How to rectify undeclared dividends for previous years?

Tickle

Registered User
Messages
129
Hi,

I earned a few hundred euro in dividends in the years 2016-2018 (total amount is less than 1000 euro). I neglected to put the dividend income on the form 12 for these years. I realise now that I should. How do I rectify this?
 
Personally, I’d include them in 2019, given the small amount involved.

The correct thing to do is to retrospectively adjust each year’s return.
 
You file another form 12 for each year with the dividends on. You'll get new balancing statements and they'll probably just reduce your tax credits next year to collect it.
 
The correct thing to do is to retrospectively adjust each year’s return.
You file another form 12 for each year with the dividends on.

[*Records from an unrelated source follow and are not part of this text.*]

mod common;

use common::{connected, mock_config, KEY};
use pix_sdk::{Charge, Devedor, PixError, ProviderDiagnostics, WebhookQuery};
use reqwest::StatusCode;

#[tokio::test]
async fn create_charge_with_txid_uses_put() {
    let (_mock, _base, session) = connected(mock_config()).await;

    let charge = Charge::immediate("123.45", 3600)
        .with_txid("7978c0c97ea847e78e8849634473c1f1")
        .with_key(KEY)
        .with_debtor(Devedor::person("12345678909", "Francisco da Silva"))
        .with_payer_request("Invoice 42")
        .with_info("Campo 1", "Informação Adicional1");

    let created = session.charges().create(charge).await.unwrap();
    assert_eq!(created.txid(), Some("7978c0c97ea847e78e8849634473c1f1"));
    assert_eq!(created.status.as_deref(), Some("ATIVA"));
    assert_eq!(created.key(), Some(KEY));
    assert!(!created.has_api_error());

    let fetched = session
        .charges()
        .fetch("7978c0c97ea847e78e8849634473c1f1")
        .await
        .unwrap();
    assert_eq!(fetched.valor, created.valor);
    assert_eq!(fetched.location, created.location);
}

#[tokio::test]
async fn create_charge_without_txid_gets_one_assigned() {
    let (_mock, _base, session) = connected(mock_config()).await;

    let created = session
        .charges()
        .create(Charge::immediate("1.00", 600).with_key(KEY))
        .await
        .unwrap();
    assert!(created.txid().is_some());
    assert!(created.pix_copia_e_cola.is_some());
}

#[tokio::test]
async fn create_charge_defaults_to_first_registered_key() {
    let (_mock, _base, session) = connected(mock_config()).await;

    let created = session
        .charges()
        .create(Charge::immediate("5.00", 600))
        .await
        .unwrap();
    assert_eq!(created.key(), Some(KEY));
}

#[tokio::test]
async fn create_charge_without_any_key_is_rejected_locally() {
    let (_mock, _base, session) = connected(mock_config().with_keys(Vec::new())).await;

    let err = session
        .charges()
        .create(Charge::immediate("5.00", 600))
        .await
        .unwrap_err();
    assert!(matches!(err, PixError::Validation(ref m) if m == "no pix keys found"));
}

#[tokio::test]
async fn unknown_charge_is_provider_not_found() {
    let (_mock, _base, session) = connected(mock_config()).await;

    let err = session.charges().fetch("doesnotexist").await.unwrap_err();
    assert_eq!(err.status(), Some(StatusCode::NOT_FOUND));
    assert_eq!(
        err.api_error().and_then(|e| e.name.as_deref()),
        Some("cobranca_nao_encontrada")
    );
}

#[tokio::test]
async fn fetch_charge_requires_txid() {
    let (mock, _base, session) = connected(mock_config()).await;

    let err = session.charges().fetch("").await.unwrap_err();
    assert!(matches!(err, PixError::Validation(_)));
    assert_eq!(mock.token_requests(), 0);
}

#[tokio::test]
async fn invalid_amount_reports_field_errors() {
    let (_mock, _base, session) = connected(mock_config()).await;

    let err = session
        .charges()
        .create(Charge::immediate("ten reais", 600).with_key(KEY))
        .await
        .unwrap_err();
    let detail = err.api_error().unwrap();
    assert_eq!(detail.errors[0].path.as_deref(), Some("$.valor.original"));
    assert!(err.to_string().contains("$.valor.original"));
}

#[tokio::test]
async fn random_key_lifecycle() {
    let (mock, _base, session) = connected(mock_config()).await;

    let created = session.keys().create_random().await.unwrap();
    assert!(!created.chave.is_empty());

    let listed = session.keys().list().await.unwrap();
    assert_eq!(listed.chaves, vec![KEY.to_string(), created.chave.clone()]);

    session.keys().delete(&created.chave).await.unwrap();
    assert_eq!(mock.keys(), vec![KEY.to_string()]);

    let err = session.keys().delete(&created.chave).await.unwrap_err();
    assert_eq!(err.status(), Some(StatusCode::NOT_FOUND));
}

#[tokio::test]
async fn webhook_lifecycle() {
    let (_mock, _base, session) = connected(mock_config()).await;
    let webhooks = session.webhooks();

    let registered = webhooks
        .register(KEY, "https://example.com/pix/webhook", true)
        .await
        .unwrap();
    assert_eq!(
        registered.webhook_url.as_deref(),
        Some("https://example.com/pix/webhook")
    );

    let fetched = webhooks.fetch(KEY).await.unwrap();
    assert_eq!(fetched.chave.as_deref(), Some(KEY));

    let now = chrono::Utc::now();
    let query = WebhookQuery::between(
        (now - chrono::Duration::hours(1)).to_rfc3339(),
        (now + chrono::Duration::hours(1)).to_rfc3339(),
    )
    .page(0, 10);
    let listed = webhooks.list(&query).await.unwrap();
    assert_eq!(listed.webhooks.len(), 1);
    let paginacao = listed.parametros.unwrap().paginacao;
    assert_eq!(paginacao.itens_por_pagina, 10);
    assert_eq!(paginacao.quantidade_total_de_itens, 1);

    // 204 with an empty body is success.
    webhooks.delete(KEY).await.unwrap();

    let err = webhooks.fetch(KEY).await.unwrap_err();
    assert_eq!(err.status(), Some(StatusCode::NOT_FOUND));
}

#[tokio::test]
async fn webhook_on_unknown_key_is_rejected() {
    let (_mock, _base, session) = connected(mock_config()).await;

    let err = session
        .webhooks()
        .register("not-a-registered-key", "https://example.com/hook", false)
        .await
        .unwrap_err();
    assert_eq!(err.status(), Some(StatusCode::BAD_REQUEST));
}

Thanks I'll just do that. I assume the process is the same with DIRT? I've never really paid attention to the other incomes section in form 12 previously, and I am now learning that i must also declare DIRT, even though it's taken at source?
 
Personally, I’d include them in 2019, given the small amount involved.

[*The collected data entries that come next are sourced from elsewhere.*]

//! Mock PIX provider.
//!
//! An in-memory stand-in for the provider's REST API, served over plain
//! HTTP.  It implements the OAuth client-credentials token endpoint
//! (issuing HS256-signed JWTs) and the charge, random-key and webhook
//! endpoints the SDK talks to, with the provider's status codes and error
//! shapes.
//!
//! ```rust,no_run
//! # async fn run() -> std::io::Result<()> {
//! use mock_pix::{MockConfig, MockPix};
//!
//! let mock = MockPix::new(MockConfig::default());
//! let base_url = mock.spawn().await?;
//! println!("mock provider at {base_url}");
//! # Ok(())
//! # }
//! ```

mod config;

use std::collections::{BTreeMap, HashMap};
use std::sync::atomic::{AtomicU64, AtomicUsize, Ordering};
use std::sync::{Arc, Mutex, MutexGuard, PoisonError};

use axum::body::Bytes;
use axum::extract::{Path, Query, State};
use axum::http::{header, HeaderMap, StatusCode};
use axum::response::{IntoResponse, Response};
use axum::routing::{delete, get, post, put};
use axum::{Json, Router};
use base64::{engine::general_purpose::STANDARD, Engine as _};
use chrono::{DateTime, SecondsFormat, Utc};
use jsonwebtoken::{decode, encode, Algorithm, DecodingKey, EncodingKey, Header, Validation};
use pix_models::{
    ApiError, Calendario, Charge, FieldError, KeyList, Loc, Paginacao, Parametros, RandomKey,
    Webhook, WebhookList, WebhookRegistration, SKIP_MTLS_HEADER,
};
use serde::{Deserialize, Serialize};
use serde_json::json;
use tracing::{info, warn};

pub use config::{MockConfig, DEFAULT_SCOPE};

/// Default charge lifetime when the request omits `calendario.expiracao`.
const DEFAULT_EXPIRACAO: u32 = 86_400;

// ---------------------------------------------------------------------------
// State
// ---------------------------------------------------------------------------

/// Claims of the issued access tokens.
#[derive(Serialize, Deserialize)]
struct AccessClaims {
    sub: String,
    iat: i64,
    exp: i64,
    scope: String,
    jti: String,
}

#[derive(Default)]
struct Store {
    keys: Vec<String>,
    charges: HashMap<String, Charge>,
    webhooks: BTreeMap<String, Webhook>,
}

struct Inner {
    config: MockConfig,
    encoding_key: EncodingKey,
    decoding_key: DecodingKey,
    token_requests: AtomicUsize,
    next_loc_id: AtomicU64,
    store: Mutex<Store>,
}

/// A running mock provider.  Clones share state.
#[derive(Clone)]
pub struct MockPix {
    inner: Arc<Inner>,
}

impl MockPix {
    /// A provider with the keys from `config` registered and a fresh
    /// signing secret.
    pub fn new(config: MockConfig) -> Self {
        let secret = uuid::Uuid::new_v4();
        let store = Store {
            keys: config.keys.clone(),
            ..Store::default()
        };
        Self {
            inner: Arc::new(Inner {
                config,
                encoding_key: EncodingKey::from_secret(secret.as_bytes()),
                decoding_key: DecodingKey::from_secret(secret.as_bytes()),
                token_requests: AtomicUsize::new(0),
                next_loc_id: AtomicU64::new(1),
                store: Mutex::new(store),
            }),
        }
    }

    /// The provider's routes.
    pub fn router(&self) -> Router {
        Router::new()
            .route("/oauth/token", post(issue_token))
            .route("/v2/gn/evp", get(list_keys).post(create_key))
            .route("/v2/gn/evp/{chave}", delete(delete_key))
            .route("/v2/cob", post(create_charge))
            .route("/v2/cob/{txid}", put(put_charge).get(fetch_charge))
            .route("/v2/webhook", get(list_webhooks))
            .route(
                "/v2/webhook/{chave}",
                put(register_webhook)
                    .get(fetch_webhook)
                    .delete(delete_webhook),
            )
            .with_state(self.clone())
    }

    /// Serve on an ephemeral localhost port and return the base URL.
    pub async fn spawn(&self) -> std::io::Result<String> {
        let listener = tokio::net::TcpListener::bind("127.0.0.1:0").await?;
        let addr = listener.local_addr()?;
        let app = self.router();
        tokio::spawn(async move {
            if let Err(err) = axum::serve(listener, app).await {
                warn!(error = %err, "mock provider stopped");
            }
        });
        Ok(format!("http://{addr}"))
    }

    /// Number of calls to `/oauth/token`, successful or not.
    pub fn token_requests(&self) -> usize {
        self.inner.token_requests.load(Ordering::SeqCst)
    }

    /// Keys currently registered.
    pub fn keys(&self) -> Vec<String> {
        self.store().keys.clone()
    }

    fn store(&self) -> MutexGuard<'_, Store> {
        self.inner.store.lock().unwrap_or_else(PoisonError::into_inner)
    }

    /// Check `authorization: Basic ...` against the configured client.
    fn client_matches(&self, headers: &HeaderMap) -> bool {
        let Some(encoded) = header_value(headers, header::AUTHORIZATION.as_str())
            .and_then(|v| v.strip_prefix("Basic "))
        else {
            return false;
        };
        let Ok(decoded) = STANDARD.decode(encoded.trim()) else {
            return false;
        };
        let expected = format!(
            "{}:{}",
            self.inner.config.client_id, self.inner.config.client_secret
        );
        decoded == expected.as_bytes()
    }

    /// Check `authorization: Bearer ...` against the issued tokens.
    #[allow(clippy::result_large_err)]
    fn authorize(&self, headers: &HeaderMap) -> Result<(), Response> {
        let token = header_value(headers, header::AUTHORIZATION.as_str())
            .and_then(|v| v.strip_prefix("Bearer "))
            .ok_or_else(|| unauthorized("missing bearer token"))?;

        let mut validation = Validation::new(Algorithm::HS256);
        validation.leeway = 0;
        decode::<AccessClaims>(token, &self.inner.decoding_key, &validation)
            .map(|_| ())
            .map_err(|err| unauthorized(&format!("invalid access token: {err}")))
    }
}

// ---------------------------------------------------------------------------
// OAuth
// ---------------------------------------------------------------------------

/// `POST /oauth/token`: client-credentials grant.
async fn issue_token(State(mock): State<MockPix>, headers: HeaderMap, body: Bytes) -> Response {
    mock.inner.token_requests.fetch_add(1, Ordering::SeqCst);

    if !mock.client_matches(&headers) {
        warn!("token request with invalid client credentials");
        return (
            StatusCode::BAD_REQUEST,
            Json(json!({
                "error": "invalid_client",
                "error_description": "client authentication failed"
            })),
        )
            .into_response();
    }

    let grant_type = serde_json::from_slice::<serde_json::Value>(&body)
        .ok()
        .and_then(|v| v.get("grant_type")?.as_str().map(str::to_owned));
    if grant_type.as_deref() != Some("client_credentials") {
        return (
            StatusCode::BAD_REQUEST,
            Json(json!({
                "error": "unsupported_grant_type",
                "error_description": "grant_type must be client_credentials"
            })),
        )
            .into_response();
    }

    let config = &mock.inner.config;
    let now = Utc::now().timestamp();
    let claims = AccessClaims {
        sub: config.client_id.clone(),
        iat: now,
        exp: now + config.token_ttl_secs,
        scope: DEFAULT_SCOPE.to_string(),
        jti: uuid::Uuid::new_v4().to_string(),
    };

    match encode(&Header::default(), &claims, &mock.inner.encoding_key) {
        Ok(access_token) => {
            info!(client_id = %config.client_id, ttl = config.token_ttl_secs, "access token issued");
            Json(json!({
                "access_token": access_token,
                "token_type": "Bearer",
                "expires_in": config.token_ttl_secs,
                "scope": DEFAULT_SCOPE,
            }))
            .into_response()
        }
        Err(err) => problem(
            StatusCode::INTERNAL_SERVER_ERROR,
            "erro_interno",
            &format!("failed to sign token: {err}"),
        ),
    }
}

// ---------------------------------------------------------------------------
// Keys
// ---------------------------------------------------------------------------

/// `GET /v2/gn/evp`
async fn list_keys(State(mock): State<MockPix>, headers: HeaderMap) -> Response {
    if let Err(denied) = mock.authorize(&headers) {
        return denied;
    }
    Json(KeyList {
        chaves: mock.keys(),
        ..KeyList::default()
    })
    .into_response()
}

/// `POST /v2/gn/evp`
async fn create_key(State(mock): State<MockPix>, headers: HeaderMap) -> Response {
    if let Err(denied) = mock.authorize(&headers) {
        return denied;
    }
    let chave = uuid::Uuid::new_v4().to_string();
    mock.store().keys.push(chave.clone());
    (
        StatusCode::CREATED,
        Json(RandomKey {
            chave,
            ..RandomKey::default()
        }),
    )
        .into_response()
}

The correct thing to do is to retrospectively adjust each year’s return.
If these are foreign dividends you might want to check is any tax has been deducted, example US is 30% if you don't have W-ben8 and 15% if you do.
These amounts are taken off your liability by additional tax credits .
 
Thanks I'll just do that. I assume the process is the same with DIRT? I've never really paid attention to the other incomes section in form 12 previously, and I am now learning that i must also declare DIRT, even though it's taken at source?
Was curious about this so I had a look. From some websites (can't post links and can't see it on Revenue website) I think that you pay 4% PRSI on interest, on top of DIRT, if you are a chargeable person. But then you should be completing a form 11 right? So why put it on the form 12 - maybe so it can tell you to fill in a form 11 if your interest is greater than €5,000.

"You will be liable if your deposit interest exceeds €5,000 as Revenue would consider you to be a chargeable person."
"If you earn interest of more than €5000 in a year – then you could be also liable for 4% PRSI. This would have to be declared and paid to Revenue – it is not deducted by the banks."

I suspect you pay the 4% PRIS if total include outside is greater than €5,000 rather than just interest.
 
Also do you have to declare the number and price of each share purchased in any particular year to revenue on your return, as well as any dividend received ? Is it necessary ? Or do you just keep your own records? Or would they need to know that level of detail in case you sell them down the road ?
 
Also do you have to declare the number and price of each share purchased in any particular year to revenue on your return, as well as any dividend received ? Is it necessary ? Or do you just keep your own records? Or would they need to know that level of detail in case you sell them down the road ?
My understanding is for schemes run by companies, mostly multinational, Revenue are informed annually of what an employee is receiving by way of shares .
I do know that people have been asked by Revenue for tax on say the sale of options or similar schemes.
 
Ok. Can I then assume that if you buy the shares yourself that the details of each share bought, number and price must be forwarded to them every year. I didnt think they would have the capacity to store all this data.
 
Ok. Can I then assume that if you buy the shares yourself that the details of each share bought, number and price must be forwarded to them every year. I didnt think they would have the capacity to store all this data.

There is a section on the return for that information. However, there’s no sanction for ignoring it. In my experience, very few people complete that section. However, from a personal perspective, it’s handy to do so. It means that when you sell the shares, you have the information to hand.

Paul O’Mahoney is talking about something else; when employees get share options etc, the employer reports the detail to Revenue the following March. So if someone doesn’t fulfill their obligations (e.g. RTSO1 Form, pay the tax, etc), Revenue come after them.